### Data to use

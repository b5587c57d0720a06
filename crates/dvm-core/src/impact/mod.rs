//! Disruption and impact aggregation: turns light exposure and migration
//! results into ecological severity and headline metrics.

pub mod biodiversity;
pub mod carbon;
pub mod status;

pub use biodiversity::{
    biodiversity_impact, dvm_suppression_from_light, ImpactAssessment, Severity, DEFAULT_EXPOSURE_HOURS,
};
pub use carbon::{carbon_impact, CarbonImpact};
pub use status::{dvm_status, DisruptionLevel, DvmStatus};
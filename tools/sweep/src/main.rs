//! Sensitivity sweep: simulates a full day for every catalog species at each
//! artificial light level and water clarity, then aggregates how many species
//! are disrupted per condition. Output: data/sweep.json

use anyhow::{bail, Context, Result};
use clap::Parser;
use dvm_core::impact::DisruptionLevel;
use dvm_core::{DvmModel, ModelParams, Region, Species, SpeciesCatalog, WaterClarity};
use rayon::prelude::*;
use serde::Serialize;
use std::{fs, path::Path};

// ── CLI ───────────────────────────────────────────────────────────────────────

#[derive(Parser, Debug)]
#[command(name = "sweep", about = "Sweep artificial light x clarity x species and summarise disruption")]
struct Args {
    /// Comma-separated artificial light levels (lux).
    #[arg(short, long, default_value = "0,0.01,0.1,1,10,100,1000")]
    lux: String,

    /// Restrict to the species of one region.
    #[arg(short, long)]
    region: Option<Region>,

    /// Model parameters JSON file.
    #[arg(short, long)]
    params: Option<String>,

    /// Output JSON file.
    #[arg(short, long, default_value = "data/sweep.json")]
    output: String,
}

// ── Output types ──────────────────────────────────────────────────────────────

#[derive(Serialize, Clone)]
#[serde(rename_all = "camelCase")]
struct SweepRow {
    species: String,
    clarity: WaterClarity,
    artificial_lux: f64,
    effective_feeding_hours: u32,
    average_depth: f64,
    max_suppression_depth: f64,
    level: DisruptionLevel,
    is_disrupted: bool,
    light_limited_hours: usize,
    net_energy: Option<f64>,
}

#[derive(Serialize)]
#[serde(rename_all = "camelCase")]
struct ConditionSummary {
    clarity: WaterClarity,
    artificial_lux: f64,
    n_species: usize,
    n_disrupted: usize,
    mean_suppression: f64,
    mean_feeding_hours: f64,
}

#[derive(Serialize)]
#[serde(rename_all = "camelCase")]
struct SweepOutput {
    params: ModelParams,
    conditions: Vec<ConditionSummary>,
    rows: Vec<SweepRow>,
}

// ── Helpers ───────────────────────────────────────────────────────────────────

fn parse_lux_list(s: &str) -> Result<Vec<f64>> {
    let levels = s
        .split(',')
        .map(str::trim)
        .filter(|t| !t.is_empty())
        .map(|t| t.parse::<f64>().with_context(|| format!("bad lux value `{t}`")))
        .collect::<Result<Vec<f64>>>()?;
    if levels.is_empty() {
        bail!("no lux levels given");
    }
    if let Some(neg) = levels.iter().find(|&&v| v < 0.0) {
        bail!("lux levels must be non-negative, got {neg}");
    }
    Ok(levels)
}

fn run_one(model: &DvmModel, species: &Species, clarity: WaterClarity, lux: f64) -> SweepRow {
    let day = model.simulate_day(species, lux, clarity);
    let net_energy = day.energy_balance(species).ok().map(|e| e.net_energy);
    SweepRow {
        species: species.id.clone(),
        clarity,
        artificial_lux: lux,
        effective_feeding_hours: day.summary.effective_feeding_hours,
        average_depth: day.summary.average_depth,
        max_suppression_depth: day.summary.max_suppression_depth,
        level: DisruptionLevel::from_suppression(day.summary.max_suppression_depth),
        is_disrupted: day.summary.is_disrupted,
        light_limited_hours: day.hourly_data.iter().filter(|h| h.migration.light_limited).count(),
        net_energy,
    }
}

fn summarise(rows: &[SweepRow], clarity: WaterClarity, lux: f64) -> ConditionSummary {
    let group: Vec<&SweepRow> = rows
        .iter()
        .filter(|r| r.clarity == clarity && r.artificial_lux == lux)
        .collect();
    let n = group.len().max(1) as f64;
    ConditionSummary {
        clarity,
        artificial_lux: lux,
        n_species: group.len(),
        n_disrupted: group.iter().filter(|r| r.is_disrupted).count(),
        mean_suppression: group.iter().map(|r| r.max_suppression_depth).sum::<f64>() / n,
        mean_feeding_hours: group.iter().map(|r| r.effective_feeding_hours as f64).sum::<f64>() / n,
    }
}

// ── main ──────────────────────────────────────────────────────────────────────

fn main() -> Result<()> {
    env_logger::Builder::from_env(env_logger::Env::default().default_filter_or("warn")).init();
    let args = Args::parse();

    let levels = parse_lux_list(&args.lux)?;
    let params = match &args.params {
        Some(p) => ModelParams::from_file(Path::new(p)).with_context(|| format!("loading {p}"))?,
        None => ModelParams::default(),
    };
    let model = DvmModel::new(params.clone())?;

    let catalog = SpeciesCatalog::builtin();
    let species: Vec<&Species> = match args.region {
        Some(r) => catalog.by_region(r),
        None => catalog.dvm_participants(),
    };

    let levels_ref = &levels;
    let jobs: Vec<(&Species, WaterClarity, f64)> = species
        .iter()
        .flat_map(|&s| {
            WaterClarity::ALL
                .into_iter()
                .flat_map(move |c| levels_ref.iter().map(move |&l| (s, c, l)))
        })
        .collect();

    eprintln!(
        "Sweeping {} species x {} clarities x {} light levels ({} runs) ...",
        species.len(),
        WaterClarity::ALL.len(),
        levels.len(),
        jobs.len()
    );

    let rows: Vec<SweepRow> = jobs
        .par_iter()
        .map(|&(s, c, l)| run_one(&model, s, c, l))
        .collect();

    eprintln!("\n{:<12} {:>10} {:>10} {:>12} {:>10}", "Clarity", "Lux", "Disrupted", "MeanSupp(m)", "FeedHrs");
    eprintln!("{}", "-".repeat(58));

    let mut conditions = Vec::new();
    for clarity in WaterClarity::ALL {
        for &lux in &levels {
            let c = summarise(&rows, clarity, lux);
            eprintln!(
                "{:<12} {:>10} {:>6}/{:<3} {:>12.1} {:>10.1}",
                clarity.key(),
                lux,
                c.n_disrupted,
                c.n_species,
                c.mean_suppression,
                c.mean_feeding_hours
            );
            conditions.push(c);
        }
    }

    let out_path = Path::new(&args.output);
    if let Some(dir) = out_path.parent().filter(|d| !d.as_os_str().is_empty()) {
        fs::create_dir_all(dir)?;
    }
    let output = SweepOutput { params, conditions, rows };
    fs::write(out_path, serde_json::to_string_pretty(&output)?)?;
    eprintln!("\nDone. {} rows -> {}", output.rows.len(), out_path.display());
    Ok(())
}

// ── Unit tests ────────────────────────────────────────────────────────────────

#[cfg(test)]
mod tests {
    use super::*;

    #[test]
    fn test_parse_lux_list() {
        assert_eq!(parse_lux_list("0, 1.5,100").unwrap(), vec![0.0, 1.5, 100.0]);
        assert!(parse_lux_list("").is_err());
        assert!(parse_lux_list("1,abc").is_err());
        assert!(parse_lux_list("-3").is_err());
    }

    #[test]
    fn test_dark_sweep_has_no_disruption() {
        let model = DvmModel::default();
        let catalog = SpeciesCatalog::builtin();
        let rows: Vec<SweepRow> = catalog
            .dvm_participants()
            .into_iter()
            .map(|s| run_one(&model, s, WaterClarity::Clear, 0.0))
            .collect();
        let c = summarise(&rows, WaterClarity::Clear, 0.0);
        assert_eq!(c.n_species, rows.len());
        assert_eq!(c.n_disrupted, 0);
        assert_eq!(c.mean_suppression, 0.0);
    }

    #[test]
    fn test_bright_light_disrupts_more() {
        let model = DvmModel::default();
        let catalog = SpeciesCatalog::builtin();
        let count = |lux: f64| {
            catalog
                .dvm_participants()
                .into_iter()
                .map(|s| run_one(&model, s, WaterClarity::VeryTurbid, lux))
                .filter(|r| r.is_disrupted)
                .count()
        };
        assert!(count(1000.0) >= count(0.01), "disruption fell with more light");
    }
}
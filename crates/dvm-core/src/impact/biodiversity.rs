//! Biodiversity score discount from light-pollution exposure.

use std::str::FromStr;

use serde::{Deserialize, Serialize};

use crate::error::DvmError;
use crate::light::{suppression_radius, DEFAULT_SENSITIVITY_LUX};

/// Exposure duration assumed when none is given: one night (h).
pub const DEFAULT_EXPOSURE_HOURS: f64 = 12.0;

/// Cap on the exposure-duration multiplier.
const MAX_DURATION_MULTIPLIER: f64 = 1.5;

#[derive(Debug, Clone, Copy, PartialEq, Eq, PartialOrd, Ord, Hash, Serialize, Deserialize)]
#[serde(rename_all = "lowercase")]
pub enum Severity {
    Low,
    Moderate,
    High,
    Critical,
}

impl Severity {
    pub const ALL: [Severity; 4] = [Severity::Low, Severity::Moderate, Severity::High, Severity::Critical];

    pub fn key(self) -> &'static str {
        match self {
            Severity::Low      => "low",
            Severity::Moderate => "moderate",
            Severity::High     => "high",
            Severity::Critical => "critical",
        }
    }

    fn from_total_impact(total: f64) -> Self {
        if total > 0.3 {
            Severity::Critical
        } else if total > 0.15 {
            Severity::High
        } else if total > 0.05 {
            Severity::Moderate
        } else {
            Severity::Low
        }
    }
}

impl FromStr for Severity {
    type Err = DvmError;

    fn from_str(s: &str) -> Result<Self, Self::Err> {
        Severity::ALL
            .into_iter()
            .find(|v| v.key().eq_ignore_ascii_case(s.trim()))
            .ok_or_else(|| DvmError::UnknownKey { kind: "severity", key: s.to_string() })
    }
}

#[derive(Debug, Clone, PartialEq, Serialize, Deserialize)]
#[serde(rename_all = "camelCase")]
pub struct ImpactAssessment {
    pub original_score: f64,
    /// Rounded to the nearest integer.
    pub adjusted_score: f64,
    /// Total impact as a rounded percentage.
    pub impact_percentage: f64,
    pub severity: Severity,
    /// Migration suppression expected at this light level (m).
    pub dvm_suppression_depth: f64,
    /// Horizontal radius affected for a maximally sensitive organism (m).
    pub affected_radius: f64,
}

/// Fractional score reduction for a light level, before duration scaling.
fn impact_factor(lux: f64) -> f64 {
    if lux > 100.0 {
        0.4
    } else if lux > 10.0 {
        0.25
    } else if lux > 1.0 {
        0.15
    } else if lux > 0.1 {
        0.08
    } else if lux > 0.01 {
        0.03
    } else {
        0.0
    }
}

/// Typical migration suppression depth (m) for an artificial light level.
pub fn dvm_suppression_from_light(lux: f64) -> f64 {
    if lux > 100.0 {
        400.0
    } else if lux > 10.0 {
        200.0
    } else if lux > 1.0 {
        100.0
    } else if lux > 0.1 {
        50.0
    } else if lux > 0.01 {
        20.0
    } else {
        0.0
    }
}

/// Discount `original_score` (0-100) for `duration_hours` of exposure to
/// `light_pollution_lux`.
pub fn biodiversity_impact(light_pollution_lux: f64, original_score: f64, duration_hours: f64) -> ImpactAssessment {
    let duration_multiplier = (duration_hours.max(0.0) / DEFAULT_EXPOSURE_HOURS).min(MAX_DURATION_MULTIPLIER);
    let total_impact = impact_factor(light_pollution_lux) * duration_multiplier;

    ImpactAssessment {
        original_score,
        adjusted_score: (original_score * (1.0 - total_impact)).round(),
        impact_percentage: (total_impact * 100.0).round(),
        severity: Severity::from_total_impact(total_impact),
        dvm_suppression_depth: dvm_suppression_from_light(light_pollution_lux),
        affected_radius: suppression_radius(light_pollution_lux, DEFAULT_SENSITIVITY_LUX),
    }
}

######

Copy every line of the data above, beginning with the first and ending with the line that contains "species at each", and give nothing more.

Written reply:
repository b5587c57d0720a06
filename crates/dvm-core/src/impact/mod.rs
//! Disruption and impact aggregation: turns light exposure and migration
//! results into ecological severity and headline metrics.

pub mod biodiversity;
pub mod carbon;
pub mod status;

pub use biodiversity::{
    biodiversity_impact, dvm_suppression_from_light, ImpactAssessment, Severity, DEFAULT_EXPOSURE_HOURS,
};
pub use carbon::{carbon_impact, CarbonImpact};
pub use status::{dvm_status, DisruptionLevel, DvmStatus};
filename tools/sweep/src/main.rs
//! Sensitivity sweep: simulates a full day for every catalog species at each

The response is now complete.